# What to produce:
Every line from the beginning of the records below up to the one holding "pub struct LibraryReference" should be quoted exactly; leave out the rest.

****************

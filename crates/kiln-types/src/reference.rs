use serde::{Deserialize, Serialize};
use std::collections::BTreeMap;

/// A reference to a library loaded on the host.
#[derive(Debug, Clone, PartialEq, Eq, Hash, Serialize, Deserialize)]
pub struct LibraryReference {
    /// Library name as declared in the catalog (case-sensitive).
    pub name: String,
    /// Where the host loaded the library from.
    pub location: String,
}

impl LibraryReference {
    pub fn new(name: impl Into<String>, location: impl Into<String>) -> Self {
        Self {
            name: name.into(),
            location: location.into(),
        }
    }

    /// Identity key: the location, compared case-insensitively.
    pub fn identity(&self) -> String {
        self.location.to_lowercase()
    }
}

/// Deduplicated set of library references.
///
/// Iteration order is the identity-key order, so two sets built from the
/// same references in any order iterate identically.
#[derive(Debug, Clone, Default, PartialEq, Eq)]
pub struct ReferenceSet {
    refs: BTreeMap<String, LibraryReference>,
}

impl ReferenceSet {
    pub fn new() -> Self {
        Self::default()
    }

    /// Insert a reference. Returns `false` if one with the same identity
    /// was already present.
    pub fn insert(&mut self, reference: LibraryReference) -> bool {
        let key = reference.identity();
        if self.refs.contains_key(&key) {
            return false;
        }
        self.refs.insert(key, reference);
        true
    }

    /// Whether a library with exactly this name is referenced.
    pub fn contains_library(&self, name: &str) -> bool {
        self.refs.values().any(|r| r.name == name)
    }

    pub fn iter(&self) -> impl Iterator<Item = &LibraryReference> {
        self.refs.values()
    }

    /// Referenced library names, in iteration order.
    pub fn names(&self) -> Vec<&str> {
        self.refs.values().map(|r| r.name.as_str()).collect()
    }

    pub fn len(&self) -> usize {
        self.refs.len()
    }

    pub fn is_empty(&self) -> bool {
        self.refs.is_empty()
    }
}

impl Extend<LibraryReference> for ReferenceSet {
    fn extend<T: IntoIterator<Item = LibraryReference>>(&mut self, iter: T) {
        for r in iter {
            self.insert(r);
        }
    }
}

impl FromIterator<LibraryReference> for ReferenceSet {
    fn from_iter<T: IntoIterator<Item = LibraryReference>>(iter: T) -> Self {
        let mut set = Self::new();
        set.extend(iter);
        set
    }
}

****************

# Written solution:
filename crates/kiln-types/src/reference.rs
use serde::{Deserialize, Serialize};
use std::collections::BTreeMap;

/// A reference to a library loaded on the host.
#[derive(Debug, Clone, PartialEq, Eq, Hash, Serialize, Deserialize)]
pub struct LibraryReference {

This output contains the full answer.